=== Begin Enclosure ===

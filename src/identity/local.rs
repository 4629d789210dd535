//! Local node identity.

use rand::RngCore;
use secp256k1::{Keypair, Secp256k1, SecretKey};
use std::fmt;

use super::encoding::decode_secret;
use super::{IdentityError, PublicKey};

/// The local node's keypair and derived public identity.
pub struct Identity {
    keypair: Keypair,
    public_key: PublicKey,
}

impl Identity {
    /// Create a new random identity.
    pub fn generate() -> Self {
        let mut rng = rand::rng();
        loop {
            let mut secret_bytes = [0u8; 32];
            rng.fill_bytes(&mut secret_bytes);
            // All-zero or out-of-range scalars are astronomically unlikely; draw again.
            if let Ok(secret_key) = SecretKey::from_slice(&secret_bytes) {
                return Self::from_secret_key(secret_key);
            }
        }
    }

    /// Create an identity from an existing keypair.
    pub fn from_keypair(keypair: Keypair) -> Self {
        let (xonly, _parity) = keypair.x_only_public_key();
        Self {
            keypair,
            public_key: PublicKey::from_xonly(&xonly),
        }
    }

    /// Create an identity from a secret key.
    pub fn from_secret_key(secret_key: SecretKey) -> Self {
        let secp = Secp256k1::new();
        let keypair = Keypair::from_secret_key(&secp, &secret_key);
        Self::from_keypair(keypair)
    }

    /// Create an identity from a hex-encoded secret key.
    pub fn from_secret_str(s: &str) -> Result<Self, IdentityError> {
        let secret_key = decode_secret(s)?;
        Ok(Self::from_secret_key(secret_key))
    }

    /// Return the public identity of this node.
    pub fn public_key(&self) -> PublicKey {
        self.public_key
    }

    /// Return the secret key as lowercase hex.
    pub fn secret_hex(&self) -> String {
        hex::encode(self.keypair.secret_bytes())
    }
}

impl fmt::Debug for Identity {
    fn fmt(&self, f: &mut fmt::Formatter<'_>) -> fmt::Result {
        f.debug_struct("Identity")
            .field("public_key", &self.public_key)
            .finish_non_exhaustive()
    }
}
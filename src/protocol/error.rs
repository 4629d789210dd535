//! Protocol error types.

use thiserror::Error;

use super::{AddressScheme, FrameType};

/// Errors related to frame construction and wire encoding.
#[derive(Debug, Error)]
pub enum ProtocolError {
    #[error("invalid frame type: 0x{0:02x}")]
    InvalidFrameType(u8),

    #[error("message too short: expected at least {expected}, got {got}")]
    MessageTooShort { expected: usize, got: usize },

    #[error("message too long: max {max}, got {got}")]
    MessageTooLong { max: usize, got: usize },

    #[error("unsupported frame version: {0}")]
    UnsupportedVersion(u8),

    #[error("frame type {frame_type} is {expected}-addressed")]
    SchemeMismatch {
        frame_type: FrameType,
        expected: AddressScheme,
    },

    #[error("malformed message: {0}")]
    Malformed(String),
}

=== End Enclosure ===

#### What the exercise asks:
Only the lines above that include the word "filename" belong in the answer; copy each one.

#### The answer:
filename src/identity/local.rs
filename src/protocol/error.rs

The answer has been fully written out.